§ Required action
In the entries below, the word "structure" appears on some lines. Copy each of those lines.

>>>

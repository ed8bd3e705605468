//! The meta admin service: the eleven registered operations behind one
//! `tower::Service<HttpRequest>`.

use std::convert::Infallible;
use std::sync::Arc;
use std::task::{Context, Poll};

use http::Method;
use tower::Service;

use super::config::ServerConfig;
use super::handlers::{
    app, backup_policy, bind, bulk_load, cluster, compaction, duplication, nodes, usage_scenario,
    HandlerContext,
};
use super::registry::{HandlerFuture, OperationRegistry};
use super::request::HttpRequest;
use super::response::HttpResponse;
use crate::traits::MetaService;

// ---------------------------------------------------------------------------
// MetaHttpService
// ---------------------------------------------------------------------------

/// Admin HTTP surface of the metadata service.
///
/// Cloning is cheap: the registry is built once and shared read-only.
#[derive(Clone)]
pub struct MetaHttpService {
    registry: Arc<OperationRegistry>,
}

impl MetaHttpService {
    /// Builds the operation table over `meta`.
    #[must_use]
    pub fn new(meta: Arc<dyn MetaService>, config: Arc<ServerConfig>) -> Self {
        let mut registry = OperationRegistry::new(&config.service_root);
        let ctx = HandlerContext::new(meta, config);

        registry.register(
            "app",
            Method::GET,
            bind(&ctx, app::get_app),
            "name=<app_name>[&detail]",
            "Query app info.",
        );
        registry.register(
            "app/duplication",
            Method::GET,
            bind(&ctx, duplication::query_duplication),
            "name=<app_name>",
            "Query app duplication info.",
        );
        registry.register(
            "apps",
            Method::GET,
            bind(&ctx, app::list_app),
            "[detail]",
            "List all apps in the cluster.",
        );
        registry.register(
            "nodes",
            Method::GET,
            bind(&ctx, nodes::list_node),
            "[detail]",
            "Query the replica servers info.",
        );
        registry.register(
            "cluster",
            Method::GET,
            bind(&ctx, cluster::get_cluster_info),
            "",
            "Query the cluster info.",
        );
        registry.register(
            "app_envs",
            Method::GET,
            bind(&ctx, app::get_app_envs),
            "name=<app_name>",
            "Query app environments.",
        );
        registry.register(
            "backup_policy",
            Method::GET,
            bind(&ctx, backup_policy::query_backup_policy),
            "name=<app_name1>&name=<app_name2>",
            "Query backup policy by policy names.",
        );
        registry.register(
            "app/start_bulk_load",
            Method::POST,
            bind(&ctx, bulk_load::start_bulk_load),
            "A JSON format of start_bulk_load_request structure",
            "Start bulk load on an app.",
        );
        registry.register(
            "app/query_bulk_load",
            Method::GET,
            bind(&ctx, bulk_load::query_bulk_load),
            "name=<app_name>",
            "Query app bulk load info.",
        );
        registry.register(
            "app/start_compaction",
            Method::POST,
            bind(&ctx, compaction::start_compaction),
            "A JSON format of manual_compaction_info structure",
            "Start compaction for an app.",
        );
        registry.register(
            "app/usage_scenario",
            Method::POST,
            bind(&ctx, usage_scenario::update_scenario),
            "A JSON format of usage_scenario_info structure",
            "Update usage scenario of an app.",
        );

        Self {
            registry: Arc::new(registry),
        }
    }

    #[must_use]
    pub fn registry(&self) -> &OperationRegistry {
        &self.registry
    }

    /// Dispatches one request through the operation table.
    pub fn dispatch(&self, req: HttpRequest) -> HandlerFuture {
        self.registry.dispatch(req)
    }
}

impl Service<HttpRequest> for MetaHttpService {
    type Response = HttpResponse;
    type Error = Infallible;
    type Future = std::pin::Pin<
        Box<dyn std::future::Future<Output = Result<HttpResponse, Infallible>> + Send>,
    >;

    fn poll_ready(&mut self, _cx: &mut Context<'_>) -> Poll<Result<(), Self::Error>> {
        Poll::Ready(Ok(()))
    }

    fn call(&mut self, req: HttpRequest) -> Self::Future {
        let fut = self.registry.dispatch(req);
        Box::pin(async move { Ok(fut.await) })
    }
}

// ---------------------------------------------------------------------------
// Tests
// ---------------------------------------------------------------------------

#[cfg(test)]
mod tests {
    use http::StatusCode;
    use proptest::prelude::*;
    use tower::ServiceExt;

    use super::*;
    use crate::meta::InMemoryMetaService;
    use crate::service::operation::error_codes;
    use crate::service::test_support::{leader_meta, recording_service, sample_fixture};

    #[test]
    fn registers_every_operation_once_in_order() {
        let (service, _) = recording_service(leader_meta());
        let paths: Vec<&str> = service
            .registry()
            .descriptors()
            .iter()
            .map(|d| d.path)
            .collect();
        assert_eq!(
            paths,
            [
                "app",
                "app/duplication",
                "apps",
                "nodes",
                "cluster",
                "app_envs",
                "backup_policy",
                "app/start_bulk_load",
                "app/query_bulk_load",
                "app/start_compaction",
                "app/usage_scenario",
            ]
        );
        let posts: Vec<&str> = service
            .registry()
            .descriptors()
            .iter()
            .filter(|d| d.method == Method::POST)
            .map(|d| d.path)
            .collect();
        assert_eq!(
            posts,
            ["app/start_bulk_load", "app/start_compaction", "app/usage_scenario"]
        );
    }

    #[tokio::test]
    async fn serves_through_tower_service() {
        let (service, recording) = recording_service(leader_meta());
        let resp = service
            .oneshot(HttpRequest::get("/meta/apps").unwrap())
            .await
            .unwrap();
        assert_eq!(resp.status(), StatusCode::OK);
        assert_eq!(recording.calls(), ["list_apps"]);
    }

    #[tokio::test]
    async fn unknown_path_touches_nothing() {
        let (service, recording) = recording_service(leader_meta());
        let resp = service
            .oneshot(HttpRequest::get("/meta/app/stop_bulk_load").unwrap())
            .await
            .unwrap();
        assert_eq!(resp.status(), StatusCode::NOT_FOUND);
        assert_eq!(
            resp.body()["operations"].as_array().map(Vec::len),
            Some(11)
        );
        assert!(recording.calls().is_empty());
    }

    #[tokio::test]
    async fn custom_service_root() {
        let config = ServerConfig {
            service_root: "admin".to_string(),
            ..ServerConfig::default()
        };
        let (service, _) =
            crate::service::test_support::recording_service_with(leader_meta(), config);
        let resp = service.dispatch(HttpRequest::get("/admin/cluster").unwrap()).await;
        assert_eq!(resp.status(), StatusCode::OK);
        let resp = service.dispatch(HttpRequest::get("/meta/cluster").unwrap()).await;
        assert_eq!(resp.error_code(), Some(error_codes::HANDLER_NOT_FOUND));
    }

    fn mutating_request() -> impl Strategy<Value = HttpRequest> {
        prop_oneof![
            Just(
                HttpRequest::post(
                    "/meta/app/start_bulk_load",
                    r#"{"app_name":"t1","cluster_name":"c","file_provider_type":"local_service","remote_root_path":"/r"}"#,
                )
                .unwrap()
            ),
            Just(
                HttpRequest::post(
                    "/meta/app/start_compaction",
                    r#"{"app_name":"t1","type":"once","target_level":-1,"bottommost_level_compaction":"skip"}"#,
                )
                .unwrap()
            ),
            Just(
                HttpRequest::post(
                    "/meta/app/usage_scenario",
                    r#"{"app_name":"t1","scenario":"bulk_load"}"#,
                )
                .unwrap()
            ),
            Just(HttpRequest::get("/meta/apps?detail").unwrap()),
            Just(HttpRequest::get("/meta/nodes").unwrap()),
            Just(HttpRequest::get("/meta/backup_policy?name=daily").unwrap()),
        ]
    }

    proptest! {
        #[test]
        fn follower_redirects_without_side_effects(
            req in mutating_request(),
            host in "[a-z]{1,8}",
            port in 1024u16..65535,
        ) {
            let rt = tokio::runtime::Builder::new_current_thread().build().unwrap();
            let meta = std::sync::Arc::new(InMemoryMetaService::from_fixture(
                "meta-1:34601",
                sample_fixture(),
            ));
            let leader = format!("{host}:{port}");
            meta.follow(leader.clone());
            let (service, recording) = recording_service(meta);

            let path = req.path().to_string();
            let query = req.raw_query().map(str::to_string);
            let resp = rt.block_on(service.dispatch(req));

            prop_assert_eq!(resp.status(), StatusCode::TEMPORARY_REDIRECT);
            let mut expected = format!("http://{leader}{path}");
            if let Some(query) = query {
                expected.push('?');
                expected.push_str(&query);
            }
            prop_assert_eq!(resp.location(), Some(expected.as_str()));
            prop_assert_eq!(resp.body()["primary_meta_server"].as_str(), Some(leader.as_str()));
            prop_assert!(recording.calls().is_empty());
        }
    }
}
//! App queries: `app`, `apps` and `app_envs`.

use std::collections::BTreeMap;

use meta_admin_core::{AppInfo, AppSnapshot, AppStatus, HealthSummary, PartitionConfiguration};
use serde::Serialize;

use super::nodes::{replica_distribution, ReplicaCounts};
use super::HandlerContext;
use crate::service::operation::AdminError;
use crate::service::request::HttpRequest;
use crate::service::response::HttpResponse;

// ---------------------------------------------------------------------------
// Views
// ---------------------------------------------------------------------------

/// General app fields, without envs.
#[derive(Debug, Serialize)]
struct AppGeneral<'a> {
    app_id: i32,
    app_name: &'a str,
    app_type: &'a str,
    status: AppStatus,
    partition_count: u32,
    max_replica_count: u32,
    is_stateful: bool,
    create_second: u64,
}

impl<'a> From<&'a AppInfo> for AppGeneral<'a> {
    fn from(info: &'a AppInfo) -> Self {
        Self {
            app_id: info.app_id,
            app_name: &info.app_name,
            app_type: &info.app_type,
            status: info.status,
            partition_count: info.partition_count,
            max_replica_count: info.max_replica_count,
            is_stateful: info.is_stateful,
            create_second: info.create_second,
        }
    }
}

#[derive(Debug, Serialize)]
struct ReplicaView<'a> {
    partition_index: u32,
    ballot: i64,
    replica_count: u32,
    primary: Option<&'a str>,
    secondaries: &'a [String],
}

impl<'a> From<&'a PartitionConfiguration> for ReplicaView<'a> {
    fn from(partition: &'a PartitionConfiguration) -> Self {
        Self {
            partition_index: partition.partition_index,
            ballot: partition.ballot,
            replica_count: partition.replica_count(),
            primary: partition.primary.as_deref(),
            secondaries: &partition.secondaries,
        }
    }
}

#[derive(Debug, Serialize)]
struct NodeReplicasView {
    address: String,
    #[serde(flatten)]
    counts: ReplicaCounts,
}

#[derive(Debug, Serialize)]
struct AppView<'a> {
    general: AppGeneral<'a>,
    healthy: HealthSummary,
    #[serde(skip_serializing_if = "Option::is_none")]
    replicas: Option<Vec<ReplicaView<'a>>>,
    #[serde(skip_serializing_if = "Option::is_none")]
    nodes: Option<Vec<NodeReplicasView>>,
}

impl<'a> AppView<'a> {
    fn new(snapshot: &'a AppSnapshot, detail: bool) -> Self {
        let (replicas, nodes) = if detail {
            let replicas = snapshot.partitions.iter().map(ReplicaView::from).collect();
            let nodes = replica_distribution(&snapshot.partitions)
                .into_iter()
                .map(|(address, counts)| NodeReplicasView { address, counts })
                .collect();
            (Some(replicas), Some(nodes))
        } else {
            (None, None)
        };
        Self {
            general: AppGeneral::from(&snapshot.info),
            healthy: HealthSummary::from_partitions(&snapshot.partitions),
            replicas,
            nodes,
        }
    }
}

#[derive(Debug, Serialize)]
struct AppEntry<'a> {
    #[serde(flatten)]
    general: AppGeneral<'a>,
    #[serde(skip_serializing_if = "Option::is_none")]
    healthy: Option<HealthSummary>,
}

#[derive(Debug, Serialize)]
struct AppsView<'a> {
    apps: Vec<AppEntry<'a>>,
}

#[derive(Debug, Serialize)]
struct AppEnvsView<'a> {
    app_name: &'a str,
    envs: BTreeMap<String, String>,
}

// ---------------------------------------------------------------------------
// Handlers
// ---------------------------------------------------------------------------

/// `GET /meta/app?name=<app_name>[&detail]`
pub async fn get_app(ctx: HandlerContext, req: HttpRequest) -> Result<HttpResponse, AdminError> {
    if let Some(redirect) = ctx.guard.check_read(&req) {
        return Ok(redirect);
    }
    let app_name = req.query().require("name")?;
    let detail = req.query().has_flag("detail");

    let snapshot = ctx.meta.get_app_info(app_name).await?;
    Ok(HttpResponse::ok(&AppView::new(&snapshot, detail)))
}

/// `GET /meta/apps[?detail]`
pub async fn list_app(ctx: HandlerContext, req: HttpRequest) -> Result<HttpResponse, AdminError> {
    if let Some(redirect) = ctx.guard.check_read(&req) {
        return Ok(redirect);
    }
    let detail = req.query().has_flag("detail");

    let apps = ctx.meta.list_apps().await?;
    let view = AppsView {
        apps: apps
            .iter()
            .map(|app| AppEntry {
                general: AppGeneral::from(&app.info),
                healthy: detail.then(|| HealthSummary::from_partitions(&app.partitions)),
            })
            .collect(),
    };
    Ok(HttpResponse::ok(&view))
}

/// `GET /meta/app_envs?name=<app_name>`
pub async fn get_app_envs(
    ctx: HandlerContext,
    req: HttpRequest,
) -> Result<HttpResponse, AdminError> {
    if let Some(redirect) = ctx.guard.check_read(&req) {
        return Ok(redirect);
    }
    let app_name = req.query().require("name")?;

    let envs = ctx.meta.get_app_envs(app_name).await?;
    Ok(HttpResponse::ok(&AppEnvsView { app_name, envs }))
}
//! Bridge from axum requests to the admin dispatcher.

use axum::body::Bytes;
use axum::extract::State;
use axum::http::{Method, Uri};
use axum::response::{IntoResponse, Response};
use tower::ServiceExt;

use super::AppState;
use crate::service::{HttpRequest, HttpResponse};

/// Fallback handler: every path outside `/health*` goes to the operation
/// table, which answers unknown paths with its 404 listing.
pub async fn admin_handler(
    State(state): State<AppState>,
    method: Method,
    uri: Uri,
    body: Bytes,
) -> Response {
    let _in_flight = state.lifecycle.track_request();

    let request = match HttpRequest::new(method, uri, body) {
        Ok(request) => request,
        Err(err) => return HttpResponse::error(&err).into_response(),
    };
    match state.dispatcher.oneshot(request).await {
        Ok(response) => response.into_response(),
        Err(never) => match never {},
    }
}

<<<

§ Answer for the task
            "A JSON format of start_bulk_load_request structure",
            "A JSON format of manual_compaction_info structure",
            "A JSON format of usage_scenario_info structure",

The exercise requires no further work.